(RECORDS PROVIDED)
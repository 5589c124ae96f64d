//! Result types returned by the conversion entry points.

use crate::error::ConversionWarning;
use crate::model::{AltText, DocumentNode};
use serde::{Deserialize, Serialize};
use std::path::PathBuf;

/// A compiled document, held in memory.
#[derive(Debug, Clone)]
pub struct ConversionOutput {
    /// Normalised nodes the DOCX was emitted from.
    pub nodes: Vec<DocumentNode>,
    /// Complete `.docx` container bytes.
    pub docx: Vec<u8>,
    /// Degraded images, in document order.
    pub warnings: Vec<ConversionWarning>,
    pub stats: ConversionStats,
}

/// What a conversion produced.
#[derive(Debug, Clone, Default, PartialEq, Eq, Serialize, Deserialize)]
pub struct ConversionStats {
    pub headings: usize,
    pub paragraphs: usize,
    pub list_items: usize,
    pub tables: usize,
    pub images: usize,
    /// Images whose description came from the alt-text collaborator.
    pub synthesized_alt: usize,
    /// Images marked decorative.
    pub decorative_images: usize,
    /// Images replaced by a text placeholder.
    pub missing_images: usize,
    pub page_breaks: usize,
    pub docx_bytes: usize,
    pub duration_ms: u64,
}

impl ConversionStats {
    /// Count node kinds in a finished node sequence.
    pub fn from_nodes(nodes: &[DocumentNode]) -> Self {
        let mut stats = Self::default();
        for node in nodes {
            match node {
                DocumentNode::Heading { .. } => stats.headings += 1,
                DocumentNode::Paragraph { .. } => stats.paragraphs += 1,
                DocumentNode::ListItem { .. } => stats.list_items += 1,
                DocumentNode::Table(_) => stats.tables += 1,
                DocumentNode::Image(img) => {
                    stats.images += 1;
                    match img.alt {
                        AltText::Synthesized(_) => stats.synthesized_alt += 1,
                        AltText::Decorative => stats.decorative_images += 1,
                        AltText::Unavailable(_) => stats.missing_images += 1,
                        _ => {}
                    }
                }
                DocumentNode::PageBreak { .. } => stats.page_breaks += 1,
                DocumentNode::AuthorGrid(g) => stats.paragraphs += g.reading_order().len(),
            }
        }
        stats
    }
}

/// Outcome of one file in a batch run.
#[derive(Debug, Clone, PartialEq, Eq, Serialize, Deserialize)]
#[serde(tag = "status", rename_all = "snake_case")]
pub enum ConversionStatus {
    Succeeded { stats: ConversionStats },
    Failed { reason: String },
}

/// Per-file line of the CLI's `--json` report.
#[derive(Debug, Clone, PartialEq, Eq, Serialize, Deserialize)]
pub struct ConversionReport {
    pub input: PathBuf,
    pub output: Option<PathBuf>,
    #[serde(flatten)]
    pub status: ConversionStatus,
    pub warnings: Vec<ConversionWarning>,
}

impl ConversionReport {
    pub fn succeeded(&self) -> bool {
        matches!(self.status, ConversionStatus::Succeeded { .. })
    }
}

#[cfg(test)]
mod tests {
    use super::*;
    use crate::model::ImageRef;

    #[test]
    fn stats_count_node_kinds() {
        let mut decorative = ImageRef::new("a.png", None, 1);
        decorative.alt = AltText::Decorative;
        let mut missing = ImageRef::new("b.png", None, 2);
        missing.alt = AltText::Unavailable("Image could not be loaded".into());
        let nodes = vec![
            DocumentNode::Heading {
                level: 1,
                text: "T".into(),
            },
            DocumentNode::paragraph("p"),
            DocumentNode::Image(decorative),
            DocumentNode::PageBreak { page: 2 },
            DocumentNode::Image(missing),
        ];
        let stats = ConversionStats::from_nodes(&nodes);
        assert_eq!(stats.headings, 1);
        assert_eq!(stats.paragraphs, 1);
        assert_eq!(stats.images, 2);
        assert_eq!(stats.decorative_images, 1);
        assert_eq!(stats.missing_images, 1);
        assert_eq!(stats.page_breaks, 1);
    }

    #[test]
    fn report_serialises_flat_status() {
        let report = ConversionReport {
            input: PathBuf::from("paper.md"),
            output: None,
            status: ConversionStatus::Failed {
                reason: "file not found".into(),
            },
            warnings: vec![],
        };
        let json = serde_json::to_value(&report).unwrap();
        assert_eq!(json["status"], "failed");
        assert_eq!(json["reason"], "file not found");
        assert!(!report.succeeded());
    }
}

(YOUR ASSIGNMENT)
Your reply should contain every entry, repeated exactly.

(EXERCISE RESPONSE)
repository 5589c124ae96f64d
//! Result types returned by the conversion entry points.

use crate::error::ConversionWarning;
use crate::model::{AltText, DocumentNode};
use serde::{Deserialize, Serialize};
use std::path::PathBuf;

/// A compiled document, held in memory.
#[derive(Debug, Clone)]
pub struct ConversionOutput {
    /// Normalised nodes the DOCX was emitted from.
    pub nodes: Vec<DocumentNode>,
    /// Complete `.docx` container bytes.
    pub docx: Vec<u8>,
    /// Degraded images, in document order.
    pub warnings: Vec<ConversionWarning>,
    pub stats: ConversionStats,
}

/// What a conversion produced.
#[derive(Debug, Clone, Default, PartialEq, Eq, Serialize, Deserialize)]
pub struct ConversionStats {
    pub headings: usize,
    pub paragraphs: usize,
    pub list_items: usize,
    pub tables: usize,
    pub images: usize,
    /// Images whose description came from the alt-text collaborator.
    pub synthesized_alt: usize,
    /// Images marked decorative.
    pub decorative_images: usize,
    /// Images replaced by a text placeholder.
    pub missing_images: usize,
    pub page_breaks: usize,
    pub docx_bytes: usize,
    pub duration_ms: u64,
}

impl ConversionStats {
    /// Count node kinds in a finished node sequence.
    pub fn from_nodes(nodes: &[DocumentNode]) -> Self {
        let mut stats = Self::default();
        for node in nodes {
            match node {
                DocumentNode::Heading { .. } => stats.headings += 1,
                DocumentNode::Paragraph { .. } => stats.paragraphs += 1,
                DocumentNode::ListItem { .. } => stats.list_items += 1,
                DocumentNode::Table(_) => stats.tables += 1,
                DocumentNode::Image(img) => {
                    stats.images += 1;
                    match img.alt {
                        AltText::Synthesized(_) => stats.synthesized_alt += 1,
                        AltText::Decorative => stats.decorative_images += 1,
                        AltText::Unavailable(_) => stats.missing_images += 1,
                        _ => {}
                    }
                }
                DocumentNode::PageBreak { .. } => stats.page_breaks += 1,
                DocumentNode::AuthorGrid(g) => stats.paragraphs += g.reading_order().len(),
            }
        }
        stats
    }
}

/// Outcome of one file in a batch run.
#[derive(Debug, Clone, PartialEq, Eq, Serialize, Deserialize)]
#[serde(tag = "status", rename_all = "snake_case")]
pub enum ConversionStatus {
    Succeeded { stats: ConversionStats },
    Failed { reason: String },
}

/// Per-file line of the CLI's `--json` report.
#[derive(Debug, Clone, PartialEq, Eq, Serialize, Deserialize)]
pub struct ConversionReport {
    pub input: PathBuf,
    pub output: Option<PathBuf>,
    #[serde(flatten)]
    pub status: ConversionStatus,
    pub warnings: Vec<ConversionWarning>,
}

impl ConversionReport {
    pub fn succeeded(&self) -> bool {
        matches!(self.status, ConversionStatus::Succeeded { .. })
    }
}

#[cfg(test)]
mod tests {
    use super::*;
    use crate::model::ImageRef;

    #[test]
    fn stats_count_node_kinds() {
        let mut decorative = ImageRef::new("a.png", None, 1);
        decorative.alt = AltText::Decorative;
        let mut missing = ImageRef::new("b.png", None, 2);
        missing.alt = AltText::Unavailable("Image could not be loaded".into());
        let nodes = vec![
            DocumentNode::Heading {
                level: 1,
                text: "T".into(),
            },
            DocumentNode::paragraph("p"),
            DocumentNode::Image(decorative),
            DocumentNode::PageBreak { page: 2 },
            DocumentNode::Image(missing),
        ];
        let stats = ConversionStats::from_nodes(&nodes);
        assert_eq!(stats.headings, 1);
        assert_eq!(stats.paragraphs, 1);
        assert_eq!(stats.images, 2);
        assert_eq!(stats.decorative_images, 1);
        assert_eq!(stats.missing_images, 1);
        assert_eq!(stats.page_breaks, 1);
    }

    #[test]
    fn report_serialises_flat_status() {
        let report = ConversionReport {
            input: PathBuf::from("paper.md"),
            output: None,
            status: ConversionStatus::Failed {
                reason: "file not found".into(),
            },
            warnings: vec![],
        };
        let json = serde_json::to_value(&report).unwrap();
        assert_eq!(json["status"], "failed");
        assert_eq!(json["reason"], "file not found");
        assert!(!report.succeeded());
    }
}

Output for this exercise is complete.